La “islamizzazione” dell’istruzione universitaria, una più rigida applicazione delle norme sulla segregazione di genere e sull’abbigliamento femminile, insieme al sistema delle quote, hanno avuto e hanno ancora un effetto deterrente nei confronti delle donne che vogliono iscriversi all’università.

Inoltre, l’istruzione femminile continua a essere additata dalle autorità e dai leader religiosi come una causa che contribuisce all’incremento dei tassi di disoccupazione tra gli uomini, all’aumento dei divorzi e al calo delle nascite, quest’ultimo recentemente lamentato dalla Guida suprema che ha invocato una crescita della popolazione.

Un provvedimento non discriminatorio nella sua applicazione ma particolarmente rovinoso per la carriera universitaria è quello degli “asterischi”, che vengono annotati sul libretto universitario per registrare i comportamenti e le azioni che non si conformano al pensiero ufficiale.

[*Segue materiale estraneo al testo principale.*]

//! Math types used by the render layer.
//!
//! Vectors and matrices come straight from [`glam`]; this module only adds the
//! handful of engine-level value types that sit on top of them.

pub use glam::{Mat4, Vec3, Vec4};

/// A plane in Hessian normal form: `normal · p + d = 0`.
#[derive(Debug, Clone, Copy, PartialEq)]
pub struct Plane {
    pub normal: Vec3,
    pub d: f32,
}

impl Plane {
    pub const fn new(normal: Vec3, d: f32) -> Self {
        Self { normal, d }
    }

    /// Build the plane through `point` facing along `normal`.
    pub fn from_point_normal(point: Vec3, normal: Vec3) -> Self {
        let normal = normal.normalize_or_zero();
        Self {
            normal,
            d: -normal.dot(point),
        }
    }

    /// Signed distance of `point` from the plane, scaled by the normal length.
    pub fn distance(&self, point: Vec3) -> f32 {
        self.normal.dot(point) + self.d
    }

    /// The plane as a 4-component vector `(a, b, c, d)`, the form backends upload.
    pub fn to_vec4(&self) -> Vec4 {
        self.normal.extend(self.d)
    }
}

impl Default for Plane {
    fn default() -> Self {
        Self::new(Vec3::Y, 0.0)
    }
}

/// RGBA colour with floating point channels.
pub type ColourValue = Vec4;

#[cfg(test)]
mod tests {
    use super::*;

    #[test]
    fn test_plane_distance() {
        let plane = Plane::from_point_normal(Vec3::new(0.0, 2.0, 0.0), Vec3::Y);
        assert_eq!(plane.distance(Vec3::new(5.0, 3.0, -1.0)), 1.0);
        assert_eq!(plane.distance(Vec3::new(0.0, 2.0, 0.0)), 0.0);
        assert_eq!(plane.to_vec4(), Vec4::new(0.0, 1.0, 0.0, -2.0));
    }
}
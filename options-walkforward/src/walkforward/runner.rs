//! Walk-forward runner.
//!
//! Loads bars once (with indicator warm-up before the requested start),
//! computes indicators and signal frames over the whole history, then slides
//! train/test windows across the range and simulates trades in each test
//! window. Indicators only look backward, so computing them once is the same
//! as recomputing them per window.

use std::sync::atomic::{AtomicBool, Ordering};
use std::sync::Arc;

use chrono::{Duration, NaiveDate};
use rayon::prelude::*;
use rust_decimal::Decimal;
use serde::{Deserialize, Serialize};
use tracing::{debug, info, warn};

use crate::backtest::{TradeConfig, TradeSimulator};
use crate::data::BarProvider;
use crate::error::{BacktestError, RunResult};
use crate::indicators::{AugmentedBar, IndicatorAugmenter, IndicatorConfig};
use crate::report::{BacktestPeriod, BacktestResults};
use crate::signals::{SignalConfig, SignalFrame, SignalSimulator};
use crate::validation::BarIntegrityValidator;

use super::periods::{WalkForwardWindow, WalkForwardWindows, WindowSpec};

/// Configuration for a walk-forward run.
#[derive(Debug, Clone, PartialEq, Serialize, Deserialize)]
#[serde(default)]
pub struct WalkForwardConfig {
    /// Name recorded in the results.
    pub strategy_name: String,

    /// Training window length in calendar days.
    pub training_days: i64,

    /// Test window length in calendar days.
    pub testing_days: i64,

    /// Cursor step as a fraction of `testing_days`.
    pub step_fraction: f64,

    /// Calendar days of history loaded before the start for indicator warm-up.
    pub warmup_days: i64,

    /// Evaluate periods on the rayon pool.
    pub parallel: bool,

    pub indicators: IndicatorConfig,
    pub signals: SignalConfig,
    pub trading: TradeConfig,
}

impl Default for WalkForwardConfig {
    fn default() -> Self {
        Self {
            strategy_name: "signal_options".to_string(),
            training_days: 90,
            testing_days: 30,
            step_fraction: 0.5,
            warmup_days: 100,
            parallel: false,
            indicators: IndicatorConfig::default(),
            signals: SignalConfig::default(),
            trading: TradeConfig::default(),
        }
    }
}

impl WalkForwardConfig {
    /// Window sizes for the period generator.
    pub fn window_spec(&self) -> WindowSpec {
        WindowSpec {
            training_days: self.training_days,
            testing_days: self.testing_days,
            step_fraction: self.step_fraction,
        }
    }

    /// Reject configurations the runner cannot evaluate.
    pub fn validate(&self) -> RunResult<()> {
        let invalid = |msg: &str| Err(BacktestError::InvalidConfig(msg.to_string()));

        if self.training_days <= 0 {
            return invalid("training_days must be positive");
        }
        if self.testing_days <= 0 {
            return invalid("testing_days must be positive");
        }
        if !(self.step_fraction > 0.0 && self.step_fraction.is_finite()) {
            return invalid("step_fraction must be a positive number");
        }
        if self.warmup_days < 0 {
            return invalid("warmup_days must not be negative");
        }

        let trading = &self.trading;
        if !(0.0..=1.0).contains(&trading.min_confidence) {
            return invalid("min_confidence must be within [0, 1]");
        }
        if trading.strength_threshold < 0.0 {
            return invalid("strength_threshold must not be negative");
        }
        if trading.max_investment <= Decimal::ZERO {
            return invalid("max_investment must be positive");
        }
        if trading.holding_bars == 0 {
            return invalid("holding_bars must be at least 1");
        }
        if trading.target_dte <= 0 {
            return invalid("target_dte must be positive");
        }
        Ok(())
    }
}

/// Runs walk-forward backtests against a bar provider.
pub struct WalkForwardRunner<P: BarProvider> {
    provider: P,
    config: WalkForwardConfig,
    cancel: Arc<AtomicBool>,
}

impl<P: BarProvider> WalkForwardRunner<P> {
    pub fn new(provider: P, config: WalkForwardConfig) -> Self {
        Self {
            provider,
            config,
            cancel: Arc::new(AtomicBool::new(false)),
        }
    }

    /// Share an externally owned cancellation flag.
    pub fn with_cancel_token(mut self, token: Arc<AtomicBool>) -> Self {
        self.cancel = token;
        self
    }

    /// Flag that stops the run before the next period when set.
    pub fn cancel_token(&self) -> Arc<AtomicBool> {
        Arc::clone(&self.cancel)
    }

    pub fn config(&self) -> &WalkForwardConfig {
        &self.config
    }

    fn is_cancelled(&self) -> bool {
        self.cancel.load(Ordering::Relaxed)
    }

    /// Run the walk-forward loop for `symbol` over `[start, end]`.
    pub fn run(&self, symbol: &str, start: NaiveDate, end: NaiveDate) -> RunResult<BacktestResults> {
        self.config.validate()?;
        if end < start {
            return Err(BacktestError::InvalidConfig(format!(
                "end date {} is before start date {}",
                end, start
            )));
        }

        let cfg = &self.config;
        let load_start = start - Duration::days(cfg.warmup_days);

        info!(
            "Loading bars for {} from {} to {} ({} days warm-up)",
            symbol, load_start, end, cfg.warmup_days
        );
        let bars = self.provider.fetch_bars(symbol, load_start, end)?;
        if bars.is_empty() {
            warn!(
                "No bars for {} between {} and {}; nothing to backtest",
                symbol, load_start, end
            );
            return Err(BacktestError::DataUnavailable {
                symbol: symbol.to_string(),
                start: load_start,
                end,
            });
        }
        info!("Loaded {} bars", bars.len());

        let report = BarIntegrityValidator::validate(symbol, &bars);
        for check in report.failed_checks() {
            warn!("Bar check {} failed: {}", check.name, check.message);
        }

        let augmented = IndicatorAugmenter::new(cfg.indicators.clone()).augment(&bars);
        let frames = SignalSimulator::new(cfg.signals.clone()).evaluate_all(&augmented);

        let warmed = augmented
            .iter()
            .take_while(|b| b.bar.date < start)
            .count();
        if warmed < cfg.indicators.warmup_bars() {
            warn!(
                "Only {} bars before {}; indicators need {} to warm up",
                warmed,
                start,
                cfg.indicators.warmup_bars()
            );
        }

        let windows = WalkForwardWindows::new(cfg.window_spec(), start, end).generate();
        info!(
            "Generated {} walk-forward periods ({} train / {} test days, step {})",
            windows.len(),
            cfg.training_days,
            cfg.testing_days,
            cfg.window_spec().step_days()
        );

        let simulator = TradeSimulator::new(cfg.trading.clone());
        let total = windows.len();

        let periods = if cfg.parallel {
            windows
                .par_iter()
                .map(|window| {
                    if self.is_cancelled() {
                        return None;
                    }
                    Some(evaluate_period(&simulator, &augmented, &frames, window, total))
                })
                .collect::<Option<Vec<_>>>()
                .ok_or(BacktestError::Cancelled)?
        } else {
            let mut periods = Vec::with_capacity(total);
            for window in &windows {
                if self.is_cancelled() {
                    return Err(BacktestError::Cancelled);
                }
                periods.push(evaluate_period(&simulator, &augmented, &frames, window, total));
            }
            periods
        };

        if self.is_cancelled() {
            return Err(BacktestError::Cancelled);
        }

        let next_cursor = start + Duration::days(cfg.window_spec().step_days() * total as i64);
        info!(
            "Walk-forward complete: next window from {} would end after {}",
            next_cursor, end
        );

        Ok(BacktestResults::aggregate(
            symbol,
            start,
            end,
            periods,
            cfg.clone(),
        ))
    }
}

/// Simulate one test window.
fn evaluate_period(
    simulator: &TradeSimulator,
    bars: &[AugmentedBar],
    frames: &[SignalFrame],
    window: &WalkForwardWindow,
    total: usize,
) -> BacktestPeriod {
    let outcome = simulator.simulate_window(bars, frames, window.test);
    let period = BacktestPeriod::new(
        window.period_num,
        window.training,
        window.test,
        outcome.trades,
        outcome.stats,
    );

    info!(
        "Period {}/{}: test {} to {}, {} trades, P&L ${:.2}",
        period.period_num,
        total,
        period.test_window.start,
        period.test_window.end,
        period.trades.len(),
        period.period_metrics.total_return
    );
    debug!("Period {} stats: {:?}", period.period_num, period.stats);

    period
}

/// Run a walk-forward backtest with the default configuration and the given
/// window sizes and trade limits.
#[allow(clippy::too_many_arguments)]
pub fn run_walk_forward<P: BarProvider>(
    provider: P,
    symbol: &str,
    start: NaiveDate,
    end: NaiveDate,
    training_days: i64,
    testing_days: i64,
    min_confidence: f64,
    max_investment: Decimal,
) -> RunResult<BacktestResults> {
    let mut config = WalkForwardConfig {
        training_days,
        testing_days,
        ..WalkForwardConfig::default()
    };
    config.trading.min_confidence = min_confidence;
    config.trading.max_investment = max_investment;

    WalkForwardRunner::new(provider, config).run(symbol, start, end)
}
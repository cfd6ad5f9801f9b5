pub mod backtest;
pub mod data;
pub mod error;
pub mod indicators;
pub mod metrics;
pub mod pricing;
pub mod report;
pub mod signals;
pub mod validation;
pub mod walkforward;

// Re-export commonly used types
pub use backtest::{BacktestTrade, RejectionReason, ScanStats, TradeConfig, TradeSimulator};
pub use data::{BarProvider, DateWindow, InMemoryBars, OptionType, ParquetBarLoader, PriceBar};
pub use error::{BacktestError, RunResult};
pub use indicators::{AugmentedBar, IndicatorAugmenter, IndicatorConfig, IndicatorSet};
pub use metrics::{MetricsCalculator, PerformanceMetrics};
pub use pricing::{estimate_premium, PremiumModel};
pub use report::{BacktestPeriod, BacktestResults, ExportError};
pub use signals::{SignalConfig, SignalFrame, SignalSimulator};
pub use validation::{BarIntegrityReport, BarIntegrityValidator};
pub use walkforward::{run_walk_forward, WalkForwardConfig, WalkForwardRunner};
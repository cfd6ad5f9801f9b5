//! Walk-forward options backtester CLI.
//!
//! # Usage
//!
//! ```bash
//! # Run a walk-forward backtest on daily bars in data/bars/SPY.parquet
//! options-walkforward run --symbol SPY --start 2022-01-01 --end 2023-12-31
//!
//! # Override windows and trade limits, write JSON results
//! options-walkforward run --symbol SPY --start 2022-01-01 --end 2023-12-31 \
//!     --config config/walkforward.json --min-confidence 0.5 --output results/spy.json
//!
//! # Check bar files before running
//! options-walkforward validate --symbols SPY,QQQ,IWM
//! options-walkforward validate
//! ```

use std::fs;
use std::path::PathBuf;
use std::time::Duration;

use anyhow::{bail, Context, Result};
use chrono::NaiveDate;
use clap::{Parser, Subcommand};
use indicatif::{ProgressBar, ProgressStyle};
use rust_decimal::Decimal;
use tracing::warn;

use options_walkforward::data::{BarProvider, ParquetBarLoader};
use options_walkforward::validation::BarIntegrityValidator;
use options_walkforward::walkforward::{WalkForwardConfig, WalkForwardRunner};

const SEPARATOR: &str = "============================================================";

#[derive(Parser)]
#[command(name = "options-walkforward")]
#[command(about = "Walk-forward backtesting for a signal-driven options strategy")]
#[command(version)]
struct Cli {
    #[command(subcommand)]
    command: Commands,

    /// Data directory (bars are read from <data-dir>/bars/<SYMBOL>.parquet)
    #[arg(long, default_value = "data")]
    data_dir: PathBuf,
}

#[derive(Subcommand)]
enum Commands {
    /// Run a walk-forward backtest
    Run {
        /// Underlying symbol
        #[arg(long)]
        symbol: String,

        /// Start date (YYYY-MM-DD)
        #[arg(long)]
        start: String,

        /// End date (YYYY-MM-DD)
        #[arg(long)]
        end: String,

        /// JSON configuration file; flags below override it
        #[arg(short, long)]
        config: Option<PathBuf>,

        /// Write JSON results to this path
        #[arg(short, long)]
        output: Option<PathBuf>,

        /// Training window in calendar days
        #[arg(long)]
        training_days: Option<i64>,

        /// Test window in calendar days
        #[arg(long)]
        testing_days: Option<i64>,

        /// Minimum combined confidence for an entry
        #[arg(long)]
        min_confidence: Option<f64>,

        /// Maximum capital per trade
        #[arg(long)]
        max_investment: Option<Decimal>,

        /// Evaluate periods in parallel
        #[arg(long)]
        parallel: bool,
    },

    /// Validate bar files
    Validate {
        /// Comma-separated list of symbols (default: every file under bars/)
        #[arg(long)]
        symbols: Option<String>,
    },
}

fn parse_date(value: &str, label: &str) -> Result<NaiveDate> {
    NaiveDate::parse_from_str(value, "%Y-%m-%d")
        .with_context(|| format!("Invalid {} date format: {}", label, value))
}

fn load_config(path: Option<&PathBuf>) -> Result<WalkForwardConfig> {
    match path {
        Some(path) => {
            let json = fs::read_to_string(path)
                .with_context(|| format!("Failed to read config {}", path.display()))?;
            serde_json::from_str(&json)
                .with_context(|| format!("Failed to parse config {}", path.display()))
        }
        None => Ok(WalkForwardConfig::default()),
    }
}

#[allow(clippy::too_many_arguments)]
fn cmd_run(
    data_dir: PathBuf,
    symbol: String,
    start: String,
    end: String,
    config: Option<PathBuf>,
    output: Option<PathBuf>,
    training_days: Option<i64>,
    testing_days: Option<i64>,
    min_confidence: Option<f64>,
    max_investment: Option<Decimal>,
    parallel: bool,
) -> Result<()> {
    let start_date = parse_date(&start, "start")?;
    let end_date = parse_date(&end, "end")?;

    let mut config = load_config(config.as_ref())?;
    if let Some(days) = training_days {
        config.training_days = days;
    }
    if let Some(days) = testing_days {
        config.testing_days = days;
    }
    if let Some(confidence) = min_confidence {
        config.trading.min_confidence = confidence;
    }
    if let Some(amount) = max_investment {
        config.trading.max_investment = amount;
    }
    config.parallel |= parallel;

    if config.trading.min_confidence > config.signals.max_confidence() {
        warn!(
            "min_confidence {:.2} exceeds the highest reachable confidence {:.2}; no trades will be entered",
            config.trading.min_confidence,
            config.signals.max_confidence()
        );
    }

    let data_str = data_dir.to_string_lossy().to_string();
    let runner = WalkForwardRunner::new(ParquetBarLoader::new(&data_str), config);

    let spinner = ProgressBar::new_spinner();
    spinner.set_style(
        ProgressStyle::default_spinner().template("{spinner:.green} [{elapsed_precise}] {msg}")?,
    );
    spinner.set_message(format!("Walk-forward {} {} to {}", symbol, start_date, end_date));
    spinner.enable_steady_tick(Duration::from_millis(120));

    let results = runner.run(&symbol, start_date, end_date);
    spinner.finish_and_clear();
    let results = results.with_context(|| format!("Walk-forward run failed for {}", symbol))?;

    println!("{}", SEPARATOR);
    println!("{}", results.summary());
    println!("{}", SEPARATOR);

    if let Some(path) = output {
        results
            .save(&path)
            .with_context(|| format!("Failed to write results to {}", path.display()))?;
        println!("Results written to {}", path.display());
    }

    Ok(())
}

fn cmd_validate(data_dir: PathBuf, symbols: Option<String>) -> Result<()> {
    let loader = ParquetBarLoader::new(&data_dir.to_string_lossy());
    let symbol_list: Vec<String> = match symbols {
        Some(list) => list.split(',').map(|s| s.trim().to_string()).collect(),
        None => loader
            .available_symbols()
            .context("Failed to list bar files")?,
    };
    if symbol_list.is_empty() {
        bail!("No bar files found under {}", data_dir.display());
    }

    let mut failures = 0;
    for symbol in &symbol_list {
        let bars = loader
            .fetch_bars(symbol, NaiveDate::MIN, NaiveDate::MAX)
            .with_context(|| format!("Failed to load bars for {}", symbol))?;
        let report = BarIntegrityValidator::validate(symbol, &bars);

        println!("{}", report.summary());
        for check in report.failed_checks() {
            failures += 1;
            println!("  FAIL {}: {}", check.name, check.message);
            if let Some(details) = &check.details {
                println!("       {}", details);
            }
        }
    }

    if failures > 0 {
        bail!("{} bar checks failed", failures);
    }
    Ok(())
}

fn main() -> Result<()> {
    // Initialize logging
    tracing_subscriber::fmt()
        .with_env_filter(
            tracing_subscriber::EnvFilter::from_default_env()
                .add_directive("options_walkforward=info".parse()?),
        )
        .init();

    let cli = Cli::parse();

    match cli.command {
        Commands::Run {
            symbol,
            start,
            end,
            config,
            output,
            training_days,
            testing_days,
            min_confidence,
            max_investment,
            parallel,
        } => cmd_run(
            cli.data_dir,
            symbol,
            start,
            end,
            config,
            output,
            training_days,
            testing_days,
            min_confidence,
            max_investment,
            parallel,
        )?,
        Commands::Validate { symbols } => cmd_validate(cli.data_dir, symbols)?,
    }

    Ok(())
}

A seconda del numero di “asterischi” raggiunti, lo studente viene espulso temporaneamente o definitivamente dall’università.

Le limitazioni all’accesso all’istruzione universitaria non colpiscono solo le donne. Ogni anno, decine di studenti di fede baha’i non vengono ammessi ai corsi anche dopo aver superato l’esame di ammissione o vengono successivamente espulsi. I baha’i sono visti con sospetto dalle autorità, che li perseguitano con arresti e condanne.

Un test decisivo per il governo del presidente Rouhani sarà vedere se e fino a che punto, nel prossimo anno accademico, le autorità allenteranno la presa sulle istituzioni accademiche.